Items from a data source
________________________________________

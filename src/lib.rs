//! # Orrery
//!
//! A toy solar system: a star field, a sun, an earth and a moon drawn as
//! textured UV spheres and moved by a hierarchical transform pipeline.
//!
//! The geometry and the orbital math are plain values with no GPU involved,
//! so they can be used and tested on their own:
//!
//! ```
//! use orrery::{BodyKind, Orrery, SphereBuilder};
//!
//! let sphere = SphereBuilder::new(0.2).step(0.1).build().unwrap();
//! assert_eq!(sphere.vertex_count(), sphere.triangle_count() * 3);
//!
//! let frame = Orrery::solar_system().evaluate(1.0);
//! let earth = frame.get(BodyKind::Earth).unwrap();
//! let moon = frame.get(BodyKind::Moon).unwrap();
//! assert_ne!(earth, moon);
//! ```
//!
//! [`run`] opens a window and drives everything from a [`Simulation`] clock:
//! space pauses and resumes, a right-mouse drag orbits the camera, the scroll
//! wheel zooms and escape quits.

mod app;
mod body_pass;
mod camera;
mod cli;
mod config;
mod error;
mod gpu;
mod input;
mod mesh;
mod orbit_camera;
mod orrery;
mod simulation;
mod sphere;
mod texture;

pub use app::run;
pub use body_pass::{BodyPass, DEPTH_FORMAT, DrawCall, FrameUniforms, ModelUniforms};
pub use camera::Camera;
pub use cli::CliArgs;
pub use config::{CameraConfig, ConfigError, OrreryConfig, SceneConfig, WindowConfig};
pub use error::AppError;
pub use gpu::{GpuContext, GpuError};
pub use input::Input;
pub use mesh::{Mesh, Vertex3d};
pub use orbit_camera::OrbitCamera;
pub use orrery::{
    BodyDescriptor, BodyKind, BodyTransforms, Orbit, Orrery, OrreryError, solar_system_bodies,
};
pub use simulation::Simulation;
pub use sphere::{
    DEFAULT_STEP, PLACEHOLDER_COLOR, PLACEHOLDER_NORMAL, POLE_UV, SphereBuilder, SphereError,
    SphereGeometry,
};
pub use texture::Texture;

// Re-export glam math types for convenience
pub use glam::{Mat4, Vec2, Vec3};
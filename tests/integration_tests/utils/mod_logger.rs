use std::fs;
use tempfile::tempdir;

#[test]
fn configure_logging_writes_app_and_audit_in_dir() {
    let dir = tempdir().unwrap();
    let base = dir.path().join("proc_logs");
    csvsig::logger::configure_logging(Some(base.as_path()), Some("debug"), Some(3)).unwrap();
    log::info!("hello app");
    log::info!(target: csvsig::logger::AUDIT_TARGET, "audit event");
    assert!(base.join("app.log").exists());
    assert!(base.join("audit.log").exists());
}

#[test]
fn init_path_rejects_missing_file() {
    let dir = tempdir().unwrap();
    fs::create_dir_all(dir.path()).unwrap();
    assert!(csvsig::logger::init_path(&dir.path().join("nope.yaml")).is_err());
}
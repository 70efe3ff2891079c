// Aggregates per-module suites; one directory per src module.
mod _support;
mod api;
mod container;
mod signer;
mod utils;
use std::path::{Path, PathBuf};
use std::process::{Command, Output, Stdio};

use super::{Signer, Verification};
use crate::config::Config;
use crate::container::{SignatureBlob, SignaturePair};
use crate::errors::SignError;

/// Runs the `minisign` binary. Each call blocks until the process exits; a non-zero exit
/// status is reported as a failure rather than ignored.
#[derive(Debug, Clone)]
pub struct MinisignSigner {
    program: PathBuf,
    untrusted_comment: String,
    passwordless: bool,
}

impl MinisignSigner {
    pub fn new(program: impl Into<PathBuf>) -> Self {
        Self {
            program: program.into(),
            untrusted_comment: crate::config::DEFAULT_UNTRUSTED_COMMENT.to_string(),
            passwordless: false,
        }
    }

    #[must_use]
    pub fn from_config(cfg: &Config) -> Self {
        Self::new(&cfg.minisign).with_untrusted_comment(&cfg.untrusted_comment)
    }

    #[must_use]
    pub fn with_untrusted_comment(mut self, comment: &str) -> Self {
        self.untrusted_comment = comment.to_string();
        self
    }

    /// Generate keys without a passphrase (`-W`).
    #[must_use]
    pub fn passwordless(mut self, yes: bool) -> Self {
        self.passwordless = yes;
        self
    }

    #[must_use]
    pub fn program(&self) -> &Path {
        &self.program
    }

    /// True when the binary can be started (`minisign -v`).
    #[must_use]
    pub fn is_available(&self) -> bool {
        Command::new(&self.program)
            .arg("-v")
            .stdin(Stdio::null())
            .output()
            .is_ok_and(|o| o.status.success())
    }

    fn command(&self) -> Command {
        Command::new(&self.program)
    }

    fn run(cmd: &mut Command) -> std::io::Result<Output> {
        log::debug!("running {cmd:?}");
        // stdin stays attached so minisign can prompt for a passphrase.
        cmd.stdin(Stdio::inherit()).stdout(Stdio::piped()).stderr(Stdio::piped()).output()
    }
}

fn describe(out: &Output) -> String {
    let stderr = String::from_utf8_lossy(&out.stderr);
    let stdout = String::from_utf8_lossy(&out.stdout);
    let msg = if stderr.trim().is_empty() { stdout.trim() } else { stderr.trim() };
    format!("{} ({})", msg, out.status)
}

impl Signer for MinisignSigner {
    fn generate_keypair(&self, public_key: &Path, secret_key: &Path, overwrite: bool) -> Result<(), SignError> {
        let mut cmd = self.command();
        cmd.arg("-G").arg("-p").arg(public_key).arg("-s").arg(secret_key);
        if overwrite {
            cmd.arg("-f");
        }
        if self.passwordless {
            cmd.arg("-W");
        }
        log::debug!("running {cmd:?}");
        // Key generation is interactive; hand the terminal over completely.
        let status = cmd
            .status()
            .map_err(|e| SignError::SignerFailure(format!("unable to run {}: {e}", self.program.display())))?;
        if !status.success() {
            return Err(SignError::SignerFailure(format!("key generation failed ({status})")));
        }
        Ok(())
    }

    fn sign(&self, message: &Path, secret_key: &Path, trusted_comment: &str) -> Result<SignaturePair, SignError> {
        let sig_file = tempfile::Builder::new().prefix("csvsig-").suffix(".minisig").tempfile()?;
        let mut cmd = self.command();
        cmd.arg("-S")
            .arg("-H")
            .arg("-m")
            .arg(message)
            .arg("-t")
            .arg(trusted_comment)
            .arg("-c")
            .arg(&self.untrusted_comment)
            .arg("-x")
            .arg(sig_file.path())
            .arg("-s")
            .arg(secret_key);
        let out = Self::run(&mut cmd)
            .map_err(|e| SignError::SignerFailure(format!("unable to run {}: {e}", self.program.display())))?;
        if !out.status.success() {
            return Err(SignError::SignerFailure(describe(&out)));
        }
        let raw = std::fs::read(sig_file.path())?;
        let blob = SignatureBlob::parse(&raw).map_err(|e| SignError::SignerFailure(e.to_string()))?;
        Ok(blob.signature)
    }

    fn verify(&self, message: &Path, signature: &Path, public_key: &Path) -> Result<Verification, SignError> {
        let mut cmd = self.command();
        cmd.arg("-V").arg("-x").arg(signature).arg("-m").arg(message).arg("-p").arg(public_key);
        let out = Self::run(&mut cmd)
            .map_err(|e| SignError::VerifierFailure(format!("unable to run {}: {e}", self.program.display())))?;
        if out.status.success() {
            return Ok(Verification::Valid);
        }
        let detail = describe(&out);
        if detail.contains("verification failed") {
            Ok(Verification::Invalid { reason: detail })
        } else {
            Err(SignError::VerifierFailure(detail))
        }
    }
}
use std::path::PathBuf;

/// Subcommands understood by [`super::run_with_format`]. Unset key paths fall back to the
/// configured `public_key` / `secret_key`.
#[derive(Debug, Clone, PartialEq, Eq)]
pub enum Command {
    Init {
        public_key: Option<PathBuf>,
        secret_key: Option<PathBuf>,
        force: bool,
    },
    Sign {
        input: Option<PathBuf>,
        output: Option<PathBuf>,
        secret_key: Option<PathBuf>,
    },
    Verify {
        input: Option<PathBuf>,
        public_key: Option<PathBuf>,
    },
    // Writes the clean file and detached signature for an external verifier.
    Extract {
        input: Option<PathBuf>,
        clean_out: Option<PathBuf>,
        sig_out: Option<PathBuf>,
    },
}
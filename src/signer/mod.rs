//! External signing collaborator: keypair generation, signing and verification.
//!
//! `MinisignSigner` drives the `minisign` binary; `MemorySigner` is a deterministic fake
//! that exercises the container format without any external tool.

use std::path::Path;

use serde::Serialize;

use crate::container::SignaturePair;
use crate::errors::SignError;

pub mod memory;
pub mod minisign;

pub use memory::MemorySigner;
pub use minisign::MinisignSigner;

/// Verdict of a verification that ran to completion.
#[derive(Debug, Clone, PartialEq, Eq, Serialize)]
#[serde(tag = "verdict", rename_all = "lowercase")]
pub enum Verification {
    Valid,
    Invalid { reason: String },
}

impl Verification {
    #[must_use]
    pub fn is_valid(&self) -> bool {
        matches!(self, Verification::Valid)
    }
}

pub trait Signer {
    /// # Errors
    /// `SignerFailure` when the keypair could not be written.
    fn generate_keypair(&self, public_key: &Path, secret_key: &Path, overwrite: bool) -> Result<(), SignError>;

    /// Sign `message`, binding `trusted_comment` into the second signature line.
    ///
    /// # Errors
    /// `SignerFailure` when the signer does not produce both lines.
    fn sign(&self, message: &Path, secret_key: &Path, trusted_comment: &str) -> Result<SignaturePair, SignError>;

    /// Check the blob at `signature` against `message`.
    ///
    /// # Errors
    /// `VerifierFailure` when no verdict could be reached; a bad signature is `Ok(Invalid)`.
    fn verify(&self, message: &Path, signature: &Path, public_key: &Path) -> Result<Verification, SignError>;
}
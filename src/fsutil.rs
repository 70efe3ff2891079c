use std::io;
use std::path::Path;

use tempfile::NamedTempFile;

/// True when both paths resolve to the same existing file.
#[must_use]
pub fn same_file(a: &Path, b: &Path) -> bool {
    match (a.canonicalize(), b.canonicalize()) {
        (Ok(x), Ok(y)) => x == y,
        _ => false,
    }
}

/// Create a temporary file next to `target` so it can later be renamed over it.
///
/// # Errors
/// Returns an error if the temporary file cannot be created in the target's directory.
pub fn temp_sibling(target: &Path) -> io::Result<NamedTempFile> {
    let dir = match target.parent() {
        Some(p) if !p.as_os_str().is_empty() => p.to_path_buf(),
        _ => std::env::current_dir()?,
    };
    tempfile::Builder::new().prefix(".csvsig-").suffix(".part").tempfile_in(dir)
}

/// Move a temporary file into place at `target`, replacing any existing file.
///
/// # Errors
/// Returns the underlying rename error.
pub fn persist(tmp: NamedTempFile, target: &Path) -> io::Result<()> {
    tmp.persist(target).map(|_| ()).map_err(|e| e.error)
}
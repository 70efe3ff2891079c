#[path = "mod_api.rs"]
mod api_tests;
#[path = "mod_api_negative.rs"]
mod api_negative_tests;
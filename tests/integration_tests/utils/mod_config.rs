use std::path::PathBuf;

use csvsig::config::Config;
use csvsig::errors::SignError;
use tempfile::tempdir;

use crate::integration_tests::_support::write;

fn no_env(_: &str) -> Option<String> {
    None
}

#[test]
fn explicit_file_beats_discovered_file_and_env() {
    let dir = tempdir().unwrap();
    let explicit = write(dir.path(), "explicit.toml", b"trusted_comment = \"from-explicit\"\n");
    let local = write(dir.path(), "csvsig.toml", b"trusted_comment = \"from-local\"\nchunk_size = 512\n");
    let env = |k: &str| match k {
        "CSVSIG_TRUSTED_COMMENT" => Some("from-env".to_string()),
        "CSVSIG_MINISIGN" => Some("/usr/local/bin/minisign".to_string()),
        _ => None,
    };
    let cfg = Config::load_from(Some(explicit.as_path()), &[explicit.clone(), local], env).unwrap();
    assert_eq!(cfg.trusted_comment, "from-explicit");
    assert_eq!(cfg.chunk_size, 512);
    assert_eq!(cfg.minisign, PathBuf::from("/usr/local/bin/minisign"));
}

#[test]
fn missing_explicit_file_is_an_error() {
    let dir = tempdir().unwrap();
    let p = dir.path().join("absent.toml");
    let err = Config::load_from(Some(p.as_path()), &[p.clone()], no_env).unwrap_err();
    assert!(matches!(err, SignError::Config(_)));
}

#[test]
fn broken_discovered_file_is_skipped() {
    let dir = tempdir().unwrap();
    let bad = write(dir.path(), "csvsig.toml", b"trusted_comment = [unterminated");
    let cfg = Config::load_from(None, &[bad], no_env).unwrap();
    assert_eq!(cfg, Config::default());
}

#[test]
fn key_paths_come_from_file() {
    let dir = tempdir().unwrap();
    let p = write(dir.path(), "c.toml", b"public_key = \"k.pub\"\nsecret_key = \"k.key\"\nlog_level = \"debug\"\n");
    let cfg = Config::load_from(Some(p.as_path()), &[p.clone()], no_env).unwrap();
    assert_eq!(cfg.public_key, Some(PathBuf::from("k.pub")));
    assert_eq!(cfg.secret_key, Some(PathBuf::from("k.key")));
    assert_eq!(cfg.log_level.as_deref(), Some("debug"));
}

#[test]
fn zero_chunk_size_fails_validation() {
    let dir = tempdir().unwrap();
    let p = write(dir.path(), "c.toml", b"chunk_size = 0\n");
    assert!(Config::load_from(Some(p.as_path()), &[p.clone()], no_env).is_err());
}
#![no_main]
use libfuzzer_sys::fuzz_target;

fuzz_target!(|data: &[u8]| {
    if data.len() > 16384 { return; }
    let mut clean = Vec::new();
    let opts = csvsig::container::ContainerOptions { chunk_size: 64 };
    if let Ok(pair) = csvsig::container::extract_stream(data, &mut clean, &opts) {
        // Two non-empty signature lines were removed.
        assert!(!pair.signature1().is_empty());
        assert!(clean.len() < data.len());
    }
});
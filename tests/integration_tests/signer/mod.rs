#[path = "mod_memory.rs"]
mod memory_tests;
#[path = "mod_minisign.rs"]
mod minisign_tests;
//! Embedding: write a signed container from a plain input.

use std::fs::File;
use std::io::{self, BufRead, BufReader, BufWriter, Write};
use std::path::Path;

use serde::Serialize;

use super::ContainerOptions;
use super::eol::LineEnding;
use super::scan::HeaderScanner;
use super::signature::{SIGNATURE1_PREFIX, SIGNATURE2_PREFIX, SignaturePair, is_signature_line};
use crate::errors::SignError;

/// Renders the two signature comment lines with the container's line ending.
pub struct SignatureInjector<'a> {
    signature: &'a SignaturePair,
    eol: LineEnding,
}

impl<'a> SignatureInjector<'a> {
    pub fn new(signature: &'a SignaturePair, eol: LineEnding) -> Self {
        Self { signature, eol }
    }

    pub fn write_to<W: Write>(&self, w: &mut W) -> io::Result<()> {
        w.write_all(SIGNATURE1_PREFIX)?;
        w.write_all(self.signature.signature1())?;
        w.write_all(self.eol.as_bytes())?;
        w.write_all(SIGNATURE2_PREFIX)?;
        w.write_all(self.signature.signature2())?;
        w.write_all(self.eol.as_bytes())?;
        Ok(())
    }
}

#[derive(Debug, Clone, Default, Serialize)]
pub struct EmbedReport {
    pub line_ending: LineEnding,
    /// Header comment lines found after line 1.
    pub header_lines: usize,
    /// Bytes copied after the boundary line.
    pub payload_bytes: u64,
}

/// Embed `signature` into the container read from `reader`, writing the result to `writer`.
///
/// # Errors
/// `AlreadySigned` when line 1 or a header line already is a signature line; I/O errors
/// from either side. On error the writer holds a partial container and should be discarded.
pub fn embed_stream<R: BufRead, W: Write>(
    reader: R,
    mut writer: W,
    signature: &SignaturePair,
    opts: &ContainerOptions,
) -> Result<EmbedReport, SignError> {
    let mut scanner = HeaderScanner::new(reader);
    let first = scanner.first_line()?;
    if is_signature_line(&first) {
        return Err(SignError::AlreadySigned("line 1 is a signature line".into()));
    }
    writer.write_all(&first)?;
    let eol = scanner.line_ending();
    let mut terminated = first.is_empty() || first.ends_with(b"\n");

    let mut report = EmbedReport { line_ending: eol, ..EmbedReport::default() };
    while let Some(line) = scanner.next_header()? {
        if is_signature_line(&line) {
            return Err(SignError::AlreadySigned(format!("header line {} is a signature line", report.header_lines + 2)));
        }
        writer.write_all(&line)?;
        terminated = line.ends_with(b"\n");
        report.header_lines += 1;
    }
    if !terminated {
        writer.write_all(eol.as_bytes())?;
    }
    SignatureInjector::new(signature, eol).write_to(&mut writer)?;

    if let Some(boundary) = scanner.take_boundary() {
        writer.write_all(&boundary)?;
    }
    report.payload_bytes = scanner.stream_payload(&mut writer, opts.chunk_size)?;
    writer.flush()?;
    log::debug!(
        "embedded signature: eol={:?} header_lines={} payload_bytes={}",
        report.line_ending,
        report.header_lines,
        report.payload_bytes
    );
    Ok(report)
}

/// Embed `signature` into `input`, writing the signed container to `output`.
///
/// # Errors
/// Fails if the paths refer to the same file, on I/O errors, and as [`embed_stream`].
pub fn embed<P: AsRef<Path>, Q: AsRef<Path>>(
    input: P,
    output: Q,
    signature: &SignaturePair,
    opts: &ContainerOptions,
) -> Result<EmbedReport, SignError> {
    let (input, output) = (input.as_ref(), output.as_ref());
    if crate::fsutil::same_file(input, output) {
        return Err(SignError::Io(io::Error::new(
            io::ErrorKind::InvalidInput,
            format!("input and output are the same file: {}", input.display()),
        )));
    }
    let reader = BufReader::new(File::open(input)?);
    let writer = BufWriter::new(File::create(output)?);
    log::info!("embed: input={}, output={}", input.display(), output.display());
    embed_stream(reader, writer, signature, opts)
}

/// Line ending that embedding appends after the header, if any.
///
/// A header that runs to end of input without a final terminator gets the detected line
/// ending written before the signature lines, and extraction keeps it. Signers must sign
/// the input with that terminator added, or the rebuilt clean file will not verify.
///
/// # Errors
/// I/O errors from `reader`.
pub fn header_terminator<R: BufRead>(reader: R) -> io::Result<Option<LineEnding>> {
    let mut scanner = HeaderScanner::new(reader);
    let first = scanner.first_line()?;
    let mut terminated = first.is_empty() || first.ends_with(b"\n");
    while let Some(line) = scanner.next_header()? {
        terminated = line.ends_with(b"\n");
    }
    Ok((!terminated).then(|| scanner.line_ending()))
}
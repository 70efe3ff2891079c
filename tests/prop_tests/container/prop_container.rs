use csvsig::container::{ContainerOptions, SignaturePair, embed_stream, extract_stream};
use proptest::prelude::*;

fn build(first: &str, headers: &[String], rows: &[String], eol: &str) -> Vec<u8> {
    let mut out = format!("{first}{eol}");
    for h in headers {
        out.push_str(h);
        out.push_str(eol);
    }
    for r in rows {
        out.push_str(r);
        out.push_str(eol);
    }
    out.into_bytes()
}

/// Data rows, comments, and rows that look like signature lines.
fn payload_row() -> impl Strategy<Value = String> {
    prop_oneof![
        "[a-z0-9,]{1,12}",
        "#[a-z ]{0,8}",
        "##signature1=[A-Za-z0-9]{1,12}",
        "##signature2=[A-Za-z0-9]{1,12}",
    ]
}

fn split_lines(bytes: &[u8]) -> Vec<&[u8]> {
    bytes.split_inclusive(|b| *b == b'\n').collect()
}

proptest! {
    #![proptest_config(proptest::test_runner::Config {
        failure_persistence: Some(Box::new(proptest::test_runner::FileFailurePersistence::WithSource("proptest-regressions"))),
        cases: 64,
        .. proptest::test_runner::Config::default()
    })]
    #[test]
    fn prop_embed_extract_roundtrip(
        first in "[a-z,]{0,12}",
        headers in proptest::collection::vec("#[a-z0-9,=]{0,12}", 0..5),
        rows in proptest::collection::vec("[a-z0-9,# ]{1,16}", 0..8),
        crlf in any::<bool>(),
        s1 in "[A-Za-z0-9+/=]{1,40}",
        s2 in "[A-Za-z0-9+/=]{1,40}",
        chunk in 1usize..32,
    ) {
        let input = build(&first, &headers, &rows, if crlf { "\r\n" } else { "\n" });
        let pair = SignaturePair::new(s1, s2).unwrap();
        let opts = ContainerOptions { chunk_size: chunk };
        let mut signed = Vec::new();
        embed_stream(&input[..], &mut signed, &pair, &opts).unwrap();
        prop_assert_eq!(signed.len(), input.len() + 2 * 13 + pair.signature1().len() + pair.signature2().len() + if crlf { 4 } else { 2 });

        let mut clean = Vec::new();
        let got = extract_stream(&signed[..], &mut clean, &opts).unwrap();
        prop_assert_eq!(clean, input);
        prop_assert_eq!(got, pair);
    }

    #[test]
    fn prop_rsid_boundary_keeps_signature_like_payload(
        headers in proptest::collection::vec("#[a-z0-9]{0,8}", 0..4),
        rsid in 0u32..10_000,
        rows in proptest::collection::vec(payload_row(), 0..8),
        crlf in any::<bool>(),
    ) {
        let eol = if crlf { "\r\n" } else { "\n" };
        let mut tail = vec![format!("# rsid {rsid}")];
        tail.extend(rows);
        let input = build("a,b", &headers, &tail, eol);
        let payload = build("", &[], &tail, eol).split_off(eol.len());

        let pair = SignaturePair::new("REALSIG1", "REALSIG2").unwrap();
        let mut signed = Vec::new();
        embed_stream(&input[..], &mut signed, &pair, &ContainerOptions { chunk_size: 5 }).unwrap();
        let expected_sigs = format!("##signature1=REALSIG1{eol}##signature2=REALSIG2{eol}");
        let head_len = input.len() - payload.len();
        prop_assert_eq!(&signed[..head_len], &input[..head_len]);
        prop_assert_eq!(&signed[head_len..head_len + expected_sigs.len()], expected_sigs.as_bytes());
        prop_assert_eq!(&signed[head_len + expected_sigs.len()..], &payload[..]);

        let mut clean = Vec::new();
        let got = extract_stream(&signed[..], &mut clean, &ContainerOptions { chunk_size: 3 }).unwrap();
        prop_assert_eq!(clean, input);
        prop_assert_eq!(got, pair);
    }

    #[test]
    fn prop_header_order_and_position(
        headers in proptest::collection::vec("#[a-z]{0,8}", 0..6),
        rows in proptest::collection::vec("[0-9]{1,6},[a-z]{1,6}", 1..6),
    ) {
        let input = build("h1,h2", &headers, &rows, "\n");
        let pair = SignaturePair::new("SIGA", "SIGB").unwrap();
        let mut signed = Vec::new();
        embed_stream(&input[..], &mut signed, &pair, &ContainerOptions::default()).unwrap();

        let lines = split_lines(&signed);
        let n = headers.len();
        prop_assert_eq!(lines[0], &b"h1,h2\n"[..]);
        for (i, h) in headers.iter().enumerate() {
            let expected = format!("{h}\n");
            prop_assert_eq!(lines[1 + i], expected.as_bytes());
        }
        prop_assert_eq!(lines[1 + n], &b"##signature1=SIGA\n"[..]);
        prop_assert_eq!(lines[2 + n], &b"##signature2=SIGB\n"[..]);
        let boundary = format!("{}\n", rows[0]);
        prop_assert_eq!(lines[3 + n], boundary.as_bytes());
        prop_assert_eq!(lines.len(), input_line_count(&input) + 2);
    }

    #[test]
    fn prop_signature_lines_follow_first_line_ending(
        crlf in any::<bool>(),
        rows in proptest::collection::vec("[a-z]{1,6}", 0..4),
    ) {
        let eol = if crlf { "\r\n" } else { "\n" };
        let input = build("head", &["#c".to_string()], &rows, eol);
        let pair = SignaturePair::new("S1", "S2").unwrap();
        let mut signed = Vec::new();
        embed_stream(&input[..], &mut signed, &pair, &ContainerOptions::default()).unwrap();
        let lines = split_lines(&signed);
        let (l1, l2) = (format!("##signature1=S1{eol}"), format!("##signature2=S2{eol}"));
        prop_assert_eq!(lines[2], l1.as_bytes());
        prop_assert_eq!(lines[3], l2.as_bytes());
    }
}

fn input_line_count(input: &[u8]) -> usize {
    split_lines(input).len()
}
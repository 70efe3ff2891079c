//! Extraction: split a signed container back into the clean file and its signature.

use std::fs::File;
use std::io::{self, BufRead, BufReader, BufWriter, Write};
use std::path::Path;

use tempfile::NamedTempFile;

use super::ContainerOptions;
use super::harvest::SignatureHarvester;
use super::scan::HeaderScanner;
use super::signature::{SignatureBlob, SignaturePair};
use crate::errors::SignError;

/// Copies the boundary line and everything after it, unchanged.
pub struct PayloadRebuilder {
    chunk_size: usize,
}

impl PayloadRebuilder {
    #[must_use]
    pub fn new(chunk_size: usize) -> Self {
        Self { chunk_size }
    }

    /// Returns the number of bytes written, boundary line included.
    pub fn rebuild<R: BufRead, W: Write>(&self, scanner: &mut HeaderScanner<R>, out: &mut W) -> io::Result<u64> {
        let mut written = 0u64;
        if let Some(boundary) = scanner.take_boundary() {
            out.write_all(&boundary)?;
            written += boundary.len() as u64;
        }
        written += scanner.stream_payload(out, self.chunk_size)?;
        Ok(written)
    }
}

/// Read a container from `reader`, writing the clean file to `clean` and returning the
/// harvested signature.
///
/// # Errors
/// `NotSigned` when either signature line is missing or malformed; I/O errors from either
/// side. On error the writer holds a partial header and should be discarded.
pub fn extract_stream<R: BufRead, W: Write>(
    reader: R,
    mut clean: W,
    opts: &ContainerOptions,
) -> Result<SignaturePair, SignError> {
    let mut scanner = HeaderScanner::new(reader);
    let mut harvester = SignatureHarvester::default();

    // Line 1 is only a signature line when an empty file was signed.
    let first = scanner.first_line()?;
    if !harvester.offer(&first)? {
        clean.write_all(&first)?;
    }
    while let Some(line) = scanner.next_header()? {
        if !harvester.offer(&line)? {
            clean.write_all(&line)?;
        }
    }
    let signature = harvester.finish()?;

    let payload = PayloadRebuilder::new(opts.chunk_size).rebuild(&mut scanner, &mut clean)?;
    clean.flush()?;
    log::debug!("extracted signature: payload_bytes={payload}");
    Ok(signature)
}

/// Result of [`extract`]: the clean file in a temporary location plus the signature.
/// The temporary file is removed when this value is dropped.
#[derive(Debug)]
pub struct Extraction {
    pub clean: NamedTempFile,
    pub signature: SignaturePair,
}

impl Extraction {
    /// Detached blob for the verifier, bound to `trusted_comment`.
    #[must_use]
    pub fn blob(&self, trusted_comment: &str) -> SignatureBlob {
        SignatureBlob::new(self.signature.clone(), trusted_comment)
    }

    /// Move the clean file to `path`.
    ///
    /// # Errors
    /// Returns the I/O error when the temporary file cannot be persisted.
    pub fn persist_clean<P: AsRef<Path>>(self, path: P) -> Result<SignaturePair, SignError> {
        crate::fsutil::persist(self.clean, path.as_ref())?;
        Ok(self.signature)
    }
}

/// Extract the clean file and signature from the container at `input`.
///
/// # Errors
/// As [`extract_stream`], plus failures creating the temporary clean file.
pub fn extract<P: AsRef<Path>>(input: P, opts: &ContainerOptions) -> Result<Extraction, SignError> {
    let input = input.as_ref();
    log::info!("extract: input={}", input.display());
    let reader = BufReader::new(File::open(input)?);
    let mut clean = tempfile::Builder::new().prefix("csvsig-clean-").tempfile()?;
    let signature = {
        let mut writer = BufWriter::new(clean.as_file_mut());
        let signature = extract_stream(reader, &mut writer, opts)?;
        writer.into_inner().map_err(io::IntoInnerError::into_error)?;
        signature
    };
    Ok(Extraction { clean, signature })
}
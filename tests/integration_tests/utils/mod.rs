// Ambient pieces: errors, logger, config, fsutil.
#[path = "mod_errors.rs"]
mod errors_tests;
#[path = "mod_logger.rs"]
mod logger_tests;
#[path = "mod_config.rs"]
mod config_tests;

________________________________________

_ACTIVITY_
Copy out every line from the data above in which the word "success" occurs.

_EXERCISE RESULT_
            .is_ok_and(|o| o.status.success())
        if !status.success() {
        if !out.status.success() {
        if out.status.success() {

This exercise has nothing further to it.